Partager son amour de l’art en partageant… sa voiture. C’est l’idée qui a germé dans la tête de Thibault Denis du Péage, étudiant en fin d’études de droit. Son constat : d’un côté, des lieux culturels parfois très isolés ; de l’autre, des amateurs d’art freinés par un souci de mobilité et de moyens. Sa réponse : Covoiture-Art, le voyage partagé pour une même destination culturelle. « Notre monde condamne beaucoup de gens à l’isolement. Nous proposons un lien qui permette de s’approprier toutes les formes de culture. » Pour la petite histoire, c’est lors d’un covoiturage que Thibault rencontre Adalaïs Choy, étudiante à l’École du Louvre. Très vite, elle devient son bras droit. L’idée est là. S’ensuit la tournée des organismes bancaires pour financer la plateforme Web. « Notre projet a convaincu par sa dimension de partage culturel et social ; nous avons obtenu un prêt d’honneur », explique Thibault. La solidarité familiale a fait le reste et la SARL, basée à Lille, est créée en 2014. « Nous sommes partis sur les routes de France écumer les musées, les châteaux, avec l’idée d’ouvrir le champ aux événements et conférences. » Aujourd’hui, plus de cent partenaires ont signé avec, à la clé, des réductions pour les covoitureurs. Allemagne, Italie, Espagne… La petite entreprise pousse les frontières. Un concept étendu aux concerts, festivals, et même aux galeries d’art.
Du Web à la salle de cinéma
L’entrepreneuriat culturel grâce au Web, c’est aussi la démarche de Vincent Choukroun, qui a lancé la plateforme Shoco pour mieux faire connaître le court métrage. Son cursus : master en entrepreneuriat, stage en production, distribution et financement, expérience au festival du court métrage de Grenoble. Là, Vincent réalise la difficulté d’avoir accès à des courts de qualité, en marge des manifestations dédiées. D’où l’idée d’un site partiellement en accès libre, et payant pour des films à la demande. Vincent gagne un prix de 1 500 euros, et se lance fin 2015 avec Benoît Nguyen, rencontré à l’école de commerce de Grenoble. Commence un gros travail d’identification : Vincent visionne de 50 à 100 films par semaine, certains dénichés à l’étranger.

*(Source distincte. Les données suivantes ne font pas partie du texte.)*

//! The request pipeline
//!
//! Each call runs one request through a fixed sequence of stages:
//!
//! ```text
//! Created -> Encoding -> Sending -> Classifying -> Resolved | Rejected
//! ```
//!
//! No stage is revisited and nothing is retried. The only recovery path is the
//! caller's `on_backend_fail` hook.

use crate::config::RequestConfig;
use crate::http::classifier::ErrorClassifier;
use crate::http::codec::{self, ContentType};
use crate::http::error::{RequestError, TransportError, TransportErrorCode};
use crate::http::transport::Transport;
use crate::logging::{generate_request_id, redaction};
use crate::types::{Payload, RequestDescriptor, TransportResponse};
use serde_json::Value;
use std::fmt;
use std::sync::Arc;
use tracing::Instrument;

/// Lifecycle stage of a single request
#[derive(Debug, Clone, Copy, PartialEq, Eq)]
pub enum Stage {
    Created,
    Encoding,
    Sending,
    Classifying,
    Resolved,
    Rejected,
}

impl fmt::Display for Stage {
    fn fmt(&self, f: &mut fmt::Formatter<'_>) -> fmt::Result {
        let name = match self {
            Stage::Created => "created",
            Stage::Encoding => "encoding",
            Stage::Sending => "sending",
            Stage::Classifying => "classifying",
            Stage::Resolved => "resolved",
            Stage::Rejected => "rejected",
        };
        f.write_str(name)
    }
}

/// Sends requests through a [`Transport`] and normalizes every outcome
///
/// Cheap to clone; the config is shared and never changes after construction,
/// so one pipeline can serve any number of concurrent requests.
#[derive(Clone)]
pub struct RequestPipeline {
    transport: Arc<dyn Transport>,
    config: Arc<RequestConfig>,
    classifier: ErrorClassifier,
}

impl fmt::Debug for RequestPipeline {
    fn fmt(&self, f: &mut fmt::Formatter<'_>) -> fmt::Result {
        f.debug_struct("RequestPipeline")
            .field("config", &self.config)
            .finish_non_exhaustive()
    }
}

impl RequestPipeline {
    pub fn new(transport: Arc<dyn Transport>, config: RequestConfig) -> Self {
        let classifier = config.classifier();
        Self {
            transport,
            config: Arc::new(config),
            classifier,
        }
    }

    /// The underlying transport, for sending follow-up requests directly
    pub fn transport(&self) -> Arc<dyn Transport> {
        Arc::clone(&self.transport)
    }

    pub fn config(&self) -> &RequestConfig {
        &self.config
    }

    /// Run a request; the caller's descriptor is never modified
    ///
    /// Resolves with the transport response when both the HTTP status and
    /// the backend payload report success (or `on_backend_fail` supplied a
    /// substitute). Every other outcome is exactly one [`RequestError`].
    pub async fn request(&self, descriptor: &RequestDescriptor) -> Result<TransportResponse, RequestError> {
        let span = tracing::debug_span!(
            "request",
            request_id = %generate_request_id(),
            method = %descriptor.method,
            url = %redaction::redact_url(&descriptor.url),
        );

        async {
            tracing::debug!(stage = %Stage::Created, "Request created");

            let result = self.run(descriptor).await;
            match &result {
                Ok(response) => {
                    tracing::debug!(stage = %Stage::Resolved, status = response.status.as_u16(), "Request resolved");
                }
                Err(err) => {
                    tracing::warn!(
                        stage = %Stage::Rejected,
                        kind = %err.kind(),
                        code = %err.code(),
                        msg = err.msg(),
                        "Request rejected"
                    );
                }
            }
            result
        }
        .instrument(span)
        .await
    }

    async fn run(&self, descriptor: &RequestDescriptor) -> Result<TransportResponse, RequestError> {
        let working = self
            .prepare(descriptor)
            .await
            .map_err(|raw| self.classifier.from_transport_failure(raw))?;

        tracing::debug!(
            stage = %Stage::Sending,
            headers = ?redaction::redact_headers(&working.headers),
            "Sending request"
        );

        let response = self
            .transport
            .send(working)
            .await
            .map_err(|raw| self.classifier.from_transport_failure(raw))?;

        self.classify(response).await
    }

    /// Encode the body and apply the `on_request` hook to a working copy
    ///
    /// The body is encoded only when present, using the declared content
    /// type or JSON when none is declared. Failures here are transport-setup
    /// failures.
    pub async fn prepare(&self, descriptor: &RequestDescriptor) -> Result<RequestDescriptor, TransportError> {
        let mut working = descriptor.clone();

        if !working.body.is_empty() {
            let content_type = working
                .declared_content_type()
                .map(|mime| ContentType::from_mime(&mime))
                .unwrap_or(ContentType::Json);

            tracing::debug!(stage = %Stage::Encoding, content_type = content_type.as_str(), "Encoding body");

            working.body = codec::encode(&working.body, &content_type)
                .await
                .map_err(|e| {
                    TransportError::new(TransportErrorCode::BadRequest, e.to_string())
                        .with_config(descriptor.clone())
                })?;
        }

        if let Some(hook) = self.config.on_request() {
            let patch = hook(working.clone()).await.map_err(|e| {
                TransportError::new(
                    TransportErrorCode::BadOption,
                    format!("Request hook failed: {:#}", e),
                )
                .with_config(working.clone())
            })?;
            patch.apply(&mut working);
        }

        Ok(working)
    }

    /// Decide the outcome of a received response
    pub async fn classify(&self, response: TransportResponse) -> Result<TransportResponse, RequestError> {
        tracing::debug!(stage = %Stage::Classifying, status = response.status.as_u16(), "Classifying response");

        if !response.is_http_success() {
            return Err(self.classifier.from_http_status(&response));
        }

        if self.config.is_backend_success(&response.body) {
            return Ok(response);
        }

        if let Some(hook) = self.config.on_backend_fail() {
            if let Some(substitute) = hook(response.clone(), self.transport()).await {
                tracing::debug!(status = substitute.status.as_u16(), "Backend failure recovered by hook");
                return Ok(substitute);
            }
        }

        if tracing::enabled!(tracing::Level::TRACE) {
            let mut body = response.body.clone();
            redaction::redact_json_value(&mut body);
            tracing::trace!(body = %body, "Backend reported failure");
        }

        Err(self.classifier.from_backend_payload(
            &response,
            self.config.code_key(),
            self.config.msg_key(),
        ))
    }

    /// Run a request and return `body[data_key]` of the resolved response
    pub async fn request_data(&self, descriptor: &RequestDescriptor) -> Result<Value, RequestError> {
        let response = self.request(descriptor).await?;
        Ok(self
            .config
            .extract_data(&response.body)
            .cloned()
            .unwrap_or(Value::Null))
    }

    pub async fn get(&self, url: &str) -> Result<TransportResponse, RequestError> {
        self.request(&RequestDescriptor::get(url)).await
    }

    pub async fn delete(&self, url: &str) -> Result<TransportResponse, RequestError> {
        self.request(&RequestDescriptor::delete(url)).await
    }

    pub async fn post(&self, url: &str, body: impl Into<Payload>) -> Result<TransportResponse, RequestError> {
        self.request(&RequestDescriptor::post(url).body(body.into())).await
    }

    pub async fn put(&self, url: &str, body: impl Into<Payload>) -> Result<TransportResponse, RequestError> {
        self.request(&RequestDescriptor::put(url).body(body.into())).await
    }

    pub async fn patch(&self, url: &str, body: impl Into<Payload>) -> Result<TransportResponse, RequestError> {
        self.request(&RequestDescriptor::patch(url).body(body.into())).await
    }
}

« Nous avons évolué suite à la demande d’un cinéma pour l’organisation d’une soirée consacrée aux courts métrages », explique Vincent. De là à imaginer une offre personnalisée, il n’y a qu’un pas… que Vincent franchit. Depuis mars 2016, les exploitants ont la possibilité de visionner des films sur le site, de les acquérir. La moitié de la somme est reversée à l’auteur. L’entreprise est le seul acteur privé sur le créneau. Les réalisateurs sont de plus en plus nombreux à envoyer leurs films.
Laurence Lascary, fondatrice de la société de production audiovisuelle De l’Autre Côté du Périph, a choisi, elle, de donner la parole à des populations souvent oubliées des diffuseurs. Le documentaire Nos mères, nos daronnes, qui met en lumière des femmes maghrébines de Bobigny, a été diffusé sur France 2. Partie de rien, sans réseau, sans moyen, Laurence Lascary a monté son entreprise en 2008 avec ses économies, un apport de son associée et un prêt d’honneur du réseau Entreprendre.
Aujourd’hui, elle rassemble une équipe de quatre personnes et affiche un résultat positif. Très active, elle préside la Fédération des jeunes producteurs indépendants. Son carburant : « La passion ! Il en faut pour entreprendre dans la culture ».
Incubateurs, résidences, labs
De nombreuses initiatives fleurissent sous forme de labs, pépinières… Comme le Mila, réseau d’entreprises musicales indépendantes dans le xviiie à Paris, soutenu par la récente délégation de la mairie de l’arrondissement, consacrée aux entreprises culturelles et à l’économie de ce secteur. « Le principe est d’ouvrir à une meilleure connaissance de tous ces métiers, explique Loic Lorenzini, conseiller délégué de la mairie. Dans notre arrondissement, 53 % des habitants ont moins de 18 ans, nous souhaitons impulser une dynamique entrepreneuriale. »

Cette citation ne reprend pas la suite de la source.